## BRIEF
Lines holding the string "extract": copy each one from the listing below.

## SUPPLIED MATERIAL

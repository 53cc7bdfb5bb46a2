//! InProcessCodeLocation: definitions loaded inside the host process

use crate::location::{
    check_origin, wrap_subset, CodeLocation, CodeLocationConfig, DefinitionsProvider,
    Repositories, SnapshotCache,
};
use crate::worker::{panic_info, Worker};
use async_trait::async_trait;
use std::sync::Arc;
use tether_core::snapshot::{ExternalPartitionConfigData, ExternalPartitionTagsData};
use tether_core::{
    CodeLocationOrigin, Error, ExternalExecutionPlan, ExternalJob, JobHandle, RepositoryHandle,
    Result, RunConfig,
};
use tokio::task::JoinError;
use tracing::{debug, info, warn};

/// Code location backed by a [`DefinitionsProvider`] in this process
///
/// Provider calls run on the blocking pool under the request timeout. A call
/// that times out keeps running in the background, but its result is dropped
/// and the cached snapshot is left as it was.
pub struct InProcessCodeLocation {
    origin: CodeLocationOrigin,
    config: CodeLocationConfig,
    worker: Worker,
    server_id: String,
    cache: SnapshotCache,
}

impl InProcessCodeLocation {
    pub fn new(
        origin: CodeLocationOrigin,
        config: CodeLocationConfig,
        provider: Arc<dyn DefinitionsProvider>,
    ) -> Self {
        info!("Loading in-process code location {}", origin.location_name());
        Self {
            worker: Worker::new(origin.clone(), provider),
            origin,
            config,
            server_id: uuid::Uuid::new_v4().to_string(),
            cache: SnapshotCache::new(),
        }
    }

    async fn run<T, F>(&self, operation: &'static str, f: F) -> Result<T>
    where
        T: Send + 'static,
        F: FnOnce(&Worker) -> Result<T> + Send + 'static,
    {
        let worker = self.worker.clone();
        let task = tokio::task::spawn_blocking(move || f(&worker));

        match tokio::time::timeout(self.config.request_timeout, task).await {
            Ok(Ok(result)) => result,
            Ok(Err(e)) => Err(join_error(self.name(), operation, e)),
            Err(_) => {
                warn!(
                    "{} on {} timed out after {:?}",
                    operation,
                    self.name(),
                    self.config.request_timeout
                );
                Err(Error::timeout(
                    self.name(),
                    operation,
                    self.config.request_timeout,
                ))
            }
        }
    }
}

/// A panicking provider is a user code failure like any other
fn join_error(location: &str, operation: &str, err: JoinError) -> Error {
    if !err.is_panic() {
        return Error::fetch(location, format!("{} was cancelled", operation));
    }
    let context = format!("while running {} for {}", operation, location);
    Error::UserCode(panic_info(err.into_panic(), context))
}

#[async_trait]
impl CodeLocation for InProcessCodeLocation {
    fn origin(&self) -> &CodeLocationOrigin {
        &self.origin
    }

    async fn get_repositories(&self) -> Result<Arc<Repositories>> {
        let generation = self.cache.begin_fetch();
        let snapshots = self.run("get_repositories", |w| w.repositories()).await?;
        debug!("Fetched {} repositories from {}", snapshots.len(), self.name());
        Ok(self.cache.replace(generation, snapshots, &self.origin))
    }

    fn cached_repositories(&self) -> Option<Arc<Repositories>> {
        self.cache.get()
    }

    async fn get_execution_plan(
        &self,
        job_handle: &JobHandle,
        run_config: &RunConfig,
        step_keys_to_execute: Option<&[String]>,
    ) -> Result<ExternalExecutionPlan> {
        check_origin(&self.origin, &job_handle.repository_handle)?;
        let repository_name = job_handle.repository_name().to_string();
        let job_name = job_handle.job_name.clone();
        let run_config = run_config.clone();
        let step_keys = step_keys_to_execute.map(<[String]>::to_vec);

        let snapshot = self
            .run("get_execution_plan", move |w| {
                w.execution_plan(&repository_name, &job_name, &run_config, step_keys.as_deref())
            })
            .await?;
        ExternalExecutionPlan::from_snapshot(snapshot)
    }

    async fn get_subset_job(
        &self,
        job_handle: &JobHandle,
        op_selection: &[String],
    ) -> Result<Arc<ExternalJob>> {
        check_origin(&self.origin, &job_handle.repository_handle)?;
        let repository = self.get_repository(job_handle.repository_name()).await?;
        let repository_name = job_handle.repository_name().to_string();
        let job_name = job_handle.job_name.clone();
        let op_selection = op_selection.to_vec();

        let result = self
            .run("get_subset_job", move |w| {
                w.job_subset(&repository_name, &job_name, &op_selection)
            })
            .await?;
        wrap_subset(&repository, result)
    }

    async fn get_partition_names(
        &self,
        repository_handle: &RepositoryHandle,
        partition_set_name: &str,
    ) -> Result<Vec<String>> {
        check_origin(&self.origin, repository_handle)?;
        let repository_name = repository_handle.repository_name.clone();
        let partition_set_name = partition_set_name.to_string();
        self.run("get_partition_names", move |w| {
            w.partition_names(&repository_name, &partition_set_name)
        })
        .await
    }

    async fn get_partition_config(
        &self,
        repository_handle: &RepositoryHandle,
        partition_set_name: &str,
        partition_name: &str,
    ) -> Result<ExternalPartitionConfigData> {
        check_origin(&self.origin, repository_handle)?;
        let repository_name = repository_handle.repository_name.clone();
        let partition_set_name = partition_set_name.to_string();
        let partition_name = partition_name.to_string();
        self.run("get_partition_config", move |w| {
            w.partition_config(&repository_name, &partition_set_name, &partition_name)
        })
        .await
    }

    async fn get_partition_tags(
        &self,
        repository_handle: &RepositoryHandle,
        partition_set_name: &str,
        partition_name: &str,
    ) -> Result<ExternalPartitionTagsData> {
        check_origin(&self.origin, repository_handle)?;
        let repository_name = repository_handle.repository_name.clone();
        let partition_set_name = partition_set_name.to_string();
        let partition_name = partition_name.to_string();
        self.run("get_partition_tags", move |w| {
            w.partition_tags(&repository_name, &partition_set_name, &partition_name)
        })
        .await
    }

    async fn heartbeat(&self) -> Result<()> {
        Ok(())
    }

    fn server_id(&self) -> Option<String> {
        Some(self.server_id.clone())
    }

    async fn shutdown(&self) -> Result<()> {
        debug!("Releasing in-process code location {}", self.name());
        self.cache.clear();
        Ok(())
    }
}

==

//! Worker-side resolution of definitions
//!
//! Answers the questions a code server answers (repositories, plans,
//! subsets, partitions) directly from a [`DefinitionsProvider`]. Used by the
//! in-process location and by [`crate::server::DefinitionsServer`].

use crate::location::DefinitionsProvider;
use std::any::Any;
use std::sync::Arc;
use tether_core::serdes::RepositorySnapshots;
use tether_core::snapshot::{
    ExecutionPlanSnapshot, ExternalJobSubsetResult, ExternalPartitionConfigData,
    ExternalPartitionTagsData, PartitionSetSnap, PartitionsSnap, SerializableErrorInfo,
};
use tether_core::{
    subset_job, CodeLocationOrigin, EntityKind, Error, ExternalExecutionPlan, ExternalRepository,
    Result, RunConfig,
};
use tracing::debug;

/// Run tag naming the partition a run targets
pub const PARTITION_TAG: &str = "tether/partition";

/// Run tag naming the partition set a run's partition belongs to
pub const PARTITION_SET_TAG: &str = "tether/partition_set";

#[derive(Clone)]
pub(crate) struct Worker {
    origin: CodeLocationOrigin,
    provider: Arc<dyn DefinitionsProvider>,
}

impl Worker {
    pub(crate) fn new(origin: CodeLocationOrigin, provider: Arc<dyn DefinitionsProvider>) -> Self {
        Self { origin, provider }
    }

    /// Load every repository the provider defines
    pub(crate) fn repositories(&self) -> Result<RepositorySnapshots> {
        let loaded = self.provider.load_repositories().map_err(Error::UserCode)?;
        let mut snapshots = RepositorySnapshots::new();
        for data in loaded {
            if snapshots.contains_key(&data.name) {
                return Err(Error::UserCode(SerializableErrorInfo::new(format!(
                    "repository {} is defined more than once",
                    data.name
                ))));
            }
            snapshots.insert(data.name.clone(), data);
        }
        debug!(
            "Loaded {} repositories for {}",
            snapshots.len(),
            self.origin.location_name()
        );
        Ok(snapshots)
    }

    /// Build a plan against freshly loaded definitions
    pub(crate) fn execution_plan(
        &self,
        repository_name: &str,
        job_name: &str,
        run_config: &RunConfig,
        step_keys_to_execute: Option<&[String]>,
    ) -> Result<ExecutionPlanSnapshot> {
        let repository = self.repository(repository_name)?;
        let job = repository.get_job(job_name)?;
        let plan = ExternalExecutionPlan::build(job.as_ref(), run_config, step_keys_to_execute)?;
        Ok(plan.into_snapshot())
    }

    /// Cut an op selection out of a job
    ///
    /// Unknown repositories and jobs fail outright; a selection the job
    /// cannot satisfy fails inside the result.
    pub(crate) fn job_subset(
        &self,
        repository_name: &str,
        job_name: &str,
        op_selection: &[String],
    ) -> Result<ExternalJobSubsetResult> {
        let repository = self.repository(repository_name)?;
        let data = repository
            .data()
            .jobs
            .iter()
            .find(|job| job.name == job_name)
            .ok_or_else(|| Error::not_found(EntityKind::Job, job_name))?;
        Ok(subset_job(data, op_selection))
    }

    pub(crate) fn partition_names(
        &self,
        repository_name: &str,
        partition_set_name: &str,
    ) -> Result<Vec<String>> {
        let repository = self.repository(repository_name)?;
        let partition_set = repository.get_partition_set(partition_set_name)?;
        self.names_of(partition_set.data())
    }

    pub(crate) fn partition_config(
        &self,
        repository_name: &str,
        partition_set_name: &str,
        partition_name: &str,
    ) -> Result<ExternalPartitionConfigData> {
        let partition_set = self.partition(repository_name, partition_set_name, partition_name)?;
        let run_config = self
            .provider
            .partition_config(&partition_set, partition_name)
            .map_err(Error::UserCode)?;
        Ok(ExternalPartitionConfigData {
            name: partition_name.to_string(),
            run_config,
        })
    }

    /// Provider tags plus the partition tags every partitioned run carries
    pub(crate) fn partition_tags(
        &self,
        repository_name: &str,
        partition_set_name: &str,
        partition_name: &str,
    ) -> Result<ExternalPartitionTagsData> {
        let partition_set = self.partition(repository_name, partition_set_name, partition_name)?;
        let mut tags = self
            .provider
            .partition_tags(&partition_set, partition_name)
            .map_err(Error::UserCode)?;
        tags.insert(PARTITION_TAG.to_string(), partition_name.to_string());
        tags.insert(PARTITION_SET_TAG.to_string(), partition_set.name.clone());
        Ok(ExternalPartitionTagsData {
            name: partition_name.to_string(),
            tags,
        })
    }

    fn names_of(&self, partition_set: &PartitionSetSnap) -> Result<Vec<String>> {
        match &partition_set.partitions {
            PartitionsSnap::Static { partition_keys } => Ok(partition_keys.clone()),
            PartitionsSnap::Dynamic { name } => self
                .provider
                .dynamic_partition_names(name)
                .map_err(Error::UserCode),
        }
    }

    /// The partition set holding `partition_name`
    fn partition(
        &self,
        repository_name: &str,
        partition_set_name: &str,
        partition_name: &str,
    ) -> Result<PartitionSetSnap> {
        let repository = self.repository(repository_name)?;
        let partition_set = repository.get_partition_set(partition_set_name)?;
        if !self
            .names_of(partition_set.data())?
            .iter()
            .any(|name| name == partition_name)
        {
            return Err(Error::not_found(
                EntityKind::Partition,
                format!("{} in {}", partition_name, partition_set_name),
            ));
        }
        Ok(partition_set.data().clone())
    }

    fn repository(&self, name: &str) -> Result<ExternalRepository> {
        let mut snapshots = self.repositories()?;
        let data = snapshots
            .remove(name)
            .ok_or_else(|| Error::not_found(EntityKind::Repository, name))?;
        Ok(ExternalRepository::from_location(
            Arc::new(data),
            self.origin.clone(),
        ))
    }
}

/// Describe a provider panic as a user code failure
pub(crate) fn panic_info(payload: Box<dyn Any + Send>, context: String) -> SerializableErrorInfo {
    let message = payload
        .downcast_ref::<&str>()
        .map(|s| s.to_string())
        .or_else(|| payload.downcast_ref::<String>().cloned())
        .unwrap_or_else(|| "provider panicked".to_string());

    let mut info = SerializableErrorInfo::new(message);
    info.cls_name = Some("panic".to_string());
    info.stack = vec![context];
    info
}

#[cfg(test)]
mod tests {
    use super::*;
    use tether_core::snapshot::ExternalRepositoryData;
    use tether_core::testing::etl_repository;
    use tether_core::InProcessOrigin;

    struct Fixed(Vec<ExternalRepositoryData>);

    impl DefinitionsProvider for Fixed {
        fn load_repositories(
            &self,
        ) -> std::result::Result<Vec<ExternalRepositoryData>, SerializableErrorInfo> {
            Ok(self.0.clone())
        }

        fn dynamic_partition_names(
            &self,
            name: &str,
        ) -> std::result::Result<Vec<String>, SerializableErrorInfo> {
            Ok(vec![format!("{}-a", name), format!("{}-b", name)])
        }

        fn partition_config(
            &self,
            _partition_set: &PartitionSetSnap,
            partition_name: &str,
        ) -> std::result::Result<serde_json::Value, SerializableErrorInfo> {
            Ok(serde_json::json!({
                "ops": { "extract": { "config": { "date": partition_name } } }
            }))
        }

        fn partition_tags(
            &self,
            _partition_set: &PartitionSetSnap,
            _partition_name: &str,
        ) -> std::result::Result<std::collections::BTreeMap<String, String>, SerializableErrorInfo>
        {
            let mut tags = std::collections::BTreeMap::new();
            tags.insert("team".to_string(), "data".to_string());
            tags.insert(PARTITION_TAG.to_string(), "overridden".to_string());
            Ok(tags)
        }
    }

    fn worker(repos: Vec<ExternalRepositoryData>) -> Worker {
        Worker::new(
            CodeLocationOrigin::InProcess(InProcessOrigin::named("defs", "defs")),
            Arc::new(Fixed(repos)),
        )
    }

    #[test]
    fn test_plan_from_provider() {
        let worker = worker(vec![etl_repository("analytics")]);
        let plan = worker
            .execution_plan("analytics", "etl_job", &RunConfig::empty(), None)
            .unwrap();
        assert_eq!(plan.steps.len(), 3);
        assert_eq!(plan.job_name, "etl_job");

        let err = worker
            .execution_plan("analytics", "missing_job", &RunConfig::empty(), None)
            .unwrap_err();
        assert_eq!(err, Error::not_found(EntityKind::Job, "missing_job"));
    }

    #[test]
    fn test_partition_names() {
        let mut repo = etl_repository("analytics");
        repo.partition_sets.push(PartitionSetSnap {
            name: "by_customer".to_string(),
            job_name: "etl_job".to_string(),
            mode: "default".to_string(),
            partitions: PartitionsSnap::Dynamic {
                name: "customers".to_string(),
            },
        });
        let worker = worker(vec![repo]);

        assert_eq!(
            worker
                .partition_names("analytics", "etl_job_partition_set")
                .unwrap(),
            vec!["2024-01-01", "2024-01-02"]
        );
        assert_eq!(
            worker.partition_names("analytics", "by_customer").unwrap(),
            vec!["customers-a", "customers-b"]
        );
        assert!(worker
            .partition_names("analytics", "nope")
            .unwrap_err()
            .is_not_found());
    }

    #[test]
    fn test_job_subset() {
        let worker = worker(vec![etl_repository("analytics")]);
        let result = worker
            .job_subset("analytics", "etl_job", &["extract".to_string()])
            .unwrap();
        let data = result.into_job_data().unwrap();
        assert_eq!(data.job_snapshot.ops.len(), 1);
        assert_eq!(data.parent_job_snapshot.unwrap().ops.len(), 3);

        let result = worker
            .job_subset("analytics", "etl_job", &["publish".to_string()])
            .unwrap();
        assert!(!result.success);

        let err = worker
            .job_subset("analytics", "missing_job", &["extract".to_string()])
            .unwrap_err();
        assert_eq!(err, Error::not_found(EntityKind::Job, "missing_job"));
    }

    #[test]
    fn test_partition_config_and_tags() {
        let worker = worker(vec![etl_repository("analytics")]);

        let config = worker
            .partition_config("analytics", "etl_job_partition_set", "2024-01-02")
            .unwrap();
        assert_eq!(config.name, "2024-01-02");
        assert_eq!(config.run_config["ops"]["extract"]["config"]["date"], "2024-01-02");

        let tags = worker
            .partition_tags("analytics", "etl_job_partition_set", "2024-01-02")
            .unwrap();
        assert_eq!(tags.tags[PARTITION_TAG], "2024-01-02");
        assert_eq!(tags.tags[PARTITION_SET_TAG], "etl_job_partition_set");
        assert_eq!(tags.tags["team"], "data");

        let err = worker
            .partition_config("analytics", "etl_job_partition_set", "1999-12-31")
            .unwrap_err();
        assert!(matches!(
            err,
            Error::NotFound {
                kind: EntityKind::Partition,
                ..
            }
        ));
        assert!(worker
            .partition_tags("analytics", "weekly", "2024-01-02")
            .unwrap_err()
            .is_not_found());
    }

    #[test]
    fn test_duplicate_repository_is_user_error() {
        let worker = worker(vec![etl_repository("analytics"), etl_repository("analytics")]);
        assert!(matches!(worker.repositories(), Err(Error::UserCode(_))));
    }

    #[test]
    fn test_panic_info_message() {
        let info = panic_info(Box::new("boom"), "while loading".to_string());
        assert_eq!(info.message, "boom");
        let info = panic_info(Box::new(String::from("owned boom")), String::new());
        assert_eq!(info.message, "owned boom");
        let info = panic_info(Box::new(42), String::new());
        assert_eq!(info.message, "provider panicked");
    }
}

## EXERCISE SOLUTION
                "ops": { "extract": { "config": { "date": partition_name } } }
            .job_subset("analytics", "etl_job", &["extract".to_string()])
            .job_subset("analytics", "missing_job", &["extract".to_string()])
        assert_eq!(config.run_config["ops"]["extract"]["config"]["date"], "2024-01-02");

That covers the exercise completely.